Friday 20th September 2019


Key Notifiable Disease Trends

  • Campylobacter: 1283 campylobacter cases were notified in June 2006 compared to 741 cases notified in the same month of the previous year. (Figure 1). Almost 38% of the cases in June were reported from the Auckland region. Overall, 36 cases were hospitalised. During the incubation period, 106 8.3%) consumed food at a food premise (179/1283 completed data field), 21 (1.6%) had faecal contact (159/1283 completed data field), 16 (1.2%) consumed untreated water (147/1283 completed data field), 7 (0.5%) had recreational water contact (157/1283 completed data field), 5 (0.4%) had contact with a case (246/1283 completed data field) and 5 (0.4%) had contact with a sick animal (138/1283).

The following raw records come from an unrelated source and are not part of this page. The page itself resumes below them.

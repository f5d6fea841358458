//! HTTP endpoint handlers.
//!
//! The submission handler does nothing beyond ordering:
//! 1. Verify the signature over the captured raw body
//! 2. Parse and validate that same body
//! 3. Return a fresh receipt
//!
//! Nothing is stored.

use std::sync::Arc;

use axum::{extract::State, http::HeaderMap, Json};
use serde::Serialize;
use tracing::{info, warn};

use crate::error::ApiError;
use crate::receipt::Receipt;
use crate::schema::{ApplySubmission, SubmissionError};
use crate::web::capture::RawBody;
use crate::web::signature::{SignatureVerifier, SIGNATURE_HEADER};
use crate::Config;

/// Shared application state.
#[derive(Clone)]
pub struct AppState {
    pub config: Arc<Config>,
    pub verifier: Arc<SignatureVerifier>,
}

impl AppState {
    pub fn new(config: Config) -> Self {
        let verifier = SignatureVerifier::new(config.signing_secret.clone());
        Self {
            config: Arc::new(config),
            verifier: Arc::new(verifier),
        }
    }
}

// =============================================================================
// Service Info / Health Check
// =============================================================================

/// Service info response.
#[derive(Serialize)]
pub struct ServiceInfo {
    pub service: String,
    pub docs: &'static str,
}

/// Root endpoint.
pub async fn root(State(state): State<AppState>) -> Json<ServiceInfo> {
    Json(ServiceInfo {
        service: state.config.service_name.clone(),
        docs: "/docs",
    })
}

/// Health check response.
#[derive(Serialize)]
pub struct HealthResponse {
    pub status: &'static str,
}

/// Health check endpoint.
pub async fn health() -> Json<HealthResponse> {
    Json(HealthResponse { status: "ok" })
}

// =============================================================================
// Application Submission
// =============================================================================

/// Submission response.
#[derive(Serialize)]
pub struct SubmissionResponse {
    pub success: bool,
    pub receipt: Receipt,
}

/// Signed application submission endpoint.
pub async fn apply_submission(
    State(state): State<AppState>,
    headers: HeaderMap,
    RawBody(raw): RawBody,
) -> Result<Json<SubmissionResponse>, ApiError> {
    info!(body_length = raw.len(), "submission_received");

    // A header that is not visible ASCII is treated the same as a missing one
    let signature = headers
        .get(SIGNATURE_HEADER)
        .and_then(|v| v.to_str().ok());

    if let Err(failure) = state.verifier.verify(&raw, signature) {
        warn!(
            reason = failure.reason(),
            has_signature = signature.is_some(),
            "signature_invalid"
        );
        return Err(failure.into());
    }

    info!("signature_verified");

    let submission = ApplySubmission::from_slice(&raw).map_err(|e| {
        match &e {
            SubmissionError::MalformedJson(err) => {
                warn!(error = %err, "submission_malformed_json");
            }
            SubmissionError::Invalid(err) => {
                let fields: Vec<&str> = err.errors.iter().map(|f| f.field.as_str()).collect();
                warn!(fields = ?fields, "submission_invalid");
            }
        }
        ApiError::from(e)
    })?;

    let receipt = Receipt::generate();

    info!(
        receipt = %receipt,
        name_length = submission.name.chars().count(),
        "submission_accepted"
    );

    Ok(Json(SubmissionResponse {
        success: true,
        receipt,
    }))
}
//! Request-boundary errors and their HTTP rendering.

use axum::{
    http::StatusCode,
    response::{IntoResponse, Response},
    Json,
};
use serde::Serialize;
use thiserror::Error;

use crate::schema::{FieldError, SubmissionError, ValidationError};
use crate::web::signature::AuthFailure;

/// Detail returned for every authentication failure, whatever the reason.
pub const AUTH_FAILURE_DETAIL: &str = "Invalid or missing X-Signature-256";

/// Errors a request handler can end with.
#[derive(Debug, Error)]
pub enum ApiError {
    #[error("authentication failed: {0}")]
    Auth(#[from] AuthFailure),

    #[error("request body is not valid JSON")]
    MalformedJson(#[source] serde_json::Error),

    #[error(transparent)]
    Validation(#[from] ValidationError),

    #[error("request body exceeds {limit} bytes")]
    PayloadTooLarge { limit: usize },

    #[error("request body could not be read")]
    BodyUnreadable,

    #[error("raw request body was not captured for this route")]
    BodyNotCaptured,
}

impl From<SubmissionError> for ApiError {
    fn from(err: SubmissionError) -> Self {
        match err {
            SubmissionError::MalformedJson(e) => ApiError::MalformedJson(e),
            SubmissionError::Invalid(e) => ApiError::Validation(e),
        }
    }
}

impl ApiError {
    pub fn status(&self) -> StatusCode {
        match self {
            Self::Auth(_) => StatusCode::UNAUTHORIZED,
            Self::MalformedJson(_) => StatusCode::BAD_REQUEST,
            Self::Validation(_) => StatusCode::UNPROCESSABLE_ENTITY,
            Self::PayloadTooLarge { .. } => StatusCode::PAYLOAD_TOO_LARGE,
            Self::BodyUnreadable => StatusCode::BAD_REQUEST,
            Self::BodyNotCaptured => StatusCode::INTERNAL_SERVER_ERROR,
        }
    }
}

/// Error response body.
#[derive(Debug, Serialize)]
pub struct ErrorResponse {
    pub detail: String,
    #[serde(skip_serializing_if = "Vec::is_empty")]
    pub errors: Vec<FieldError>,
}

impl IntoResponse for ApiError {
    fn into_response(self) -> Response {
        let status = self.status();
        let (detail, errors) = match self {
            Self::Auth(_) => (AUTH_FAILURE_DETAIL.to_string(), Vec::new()),
            Self::MalformedJson(_) => ("Request body is not valid JSON".to_string(), Vec::new()),
            Self::Validation(e) => ("Submission failed validation".to_string(), e.errors),
            Self::PayloadTooLarge { limit } => (
                format!("Request body exceeds {} bytes", limit),
                Vec::new(),
            ),
            Self::BodyUnreadable => ("Failed to read request body".to_string(), Vec::new()),
            Self::BodyNotCaptured => ("Internal server error".to_string(), Vec::new()),
        };

        (status, Json(ErrorResponse { detail, errors })).into_response()
    }
}
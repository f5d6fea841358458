//! Raw body capture for the signed submission route.
//!
//! The signature has to be checked against the bytes exactly as they arrived,
//! and the JSON parser has to see those same bytes afterwards. The request
//! body stream can only be consumed once, so this middleware reads it up
//! front, stores it as a [`RawBody`] extension and puts a replay of the same
//! buffer back as the request body.

use axum::{
    async_trait,
    body::{self, Body, Bytes},
    extract::{FromRequestParts, Request, State},
    http::{header::CONTENT_LENGTH, request::Parts, Method},
    middleware::Next,
    response::{IntoResponse, Response},
};
use http_body_util::LengthLimitError;
use tracing::warn;

use crate::error::ApiError;
use crate::web::AppState;

/// The request body as received on the wire.
#[derive(Debug, Clone)]
pub struct RawBody(pub Bytes);

#[async_trait]
impl<S> FromRequestParts<S> for RawBody
where
    S: Send + Sync,
{
    type Rejection = ApiError;

    async fn from_request_parts(parts: &mut Parts, _state: &S) -> Result<Self, Self::Rejection> {
        parts
            .extensions
            .get::<RawBody>()
            .cloned()
            .ok_or(ApiError::BodyNotCaptured)
    }
}

/// Buffer the body of `POST <submission_path>`; pass everything else through.
pub async fn capture_body(State(state): State<AppState>, req: Request, next: Next) -> Response {
    if req.method() != Method::POST || req.uri().path() != state.config.submission_path {
        return next.run(req).await;
    }

    let limit = state.config.max_body_bytes;

    let declared_length = req
        .headers()
        .get(CONTENT_LENGTH)
        .and_then(|v| v.to_str().ok())
        .and_then(|v| v.parse::<u64>().ok());
    if let Some(len) = declared_length.filter(|len| *len > limit as u64) {
        warn!(declared_length = len, limit = limit, "body_capture_too_large");
        return ApiError::PayloadTooLarge { limit }.into_response();
    }

    let (mut parts, body) = req.into_parts();

    let bytes = match body::to_bytes(body, limit).await {
        Ok(bytes) => bytes,
        Err(e) => {
            let e = e.into_inner();
            if e.downcast_ref::<LengthLimitError>().is_some() {
                warn!(limit = limit, "body_capture_too_large");
                return ApiError::PayloadTooLarge { limit }.into_response();
            }
            warn!(error = %e, "body_capture_read_failed");
            return ApiError::BodyUnreadable.into_response();
        }
    };

    parts.extensions.insert(RawBody(bytes.clone()));
    next.run(Request::from_parts(parts, Body::from(bytes))).await
}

For the 12 month period ending 30 June 2006, South Canterbury DHB recorded the highest annual incidence rate of 653.6 per 100 000 population (345 cases) compared to the national rate of 432.3 per 100 000 population.
  • Dengue: two cases of dengue fever were notified in June 2006, bringing the year to date total to 10.  Both cases were confirmed by IgM serology. One case travelled to Fiji and the other to Thailand.  Both cases were hospitalised. The cases reported taking some precautions against biting insects while overseas. 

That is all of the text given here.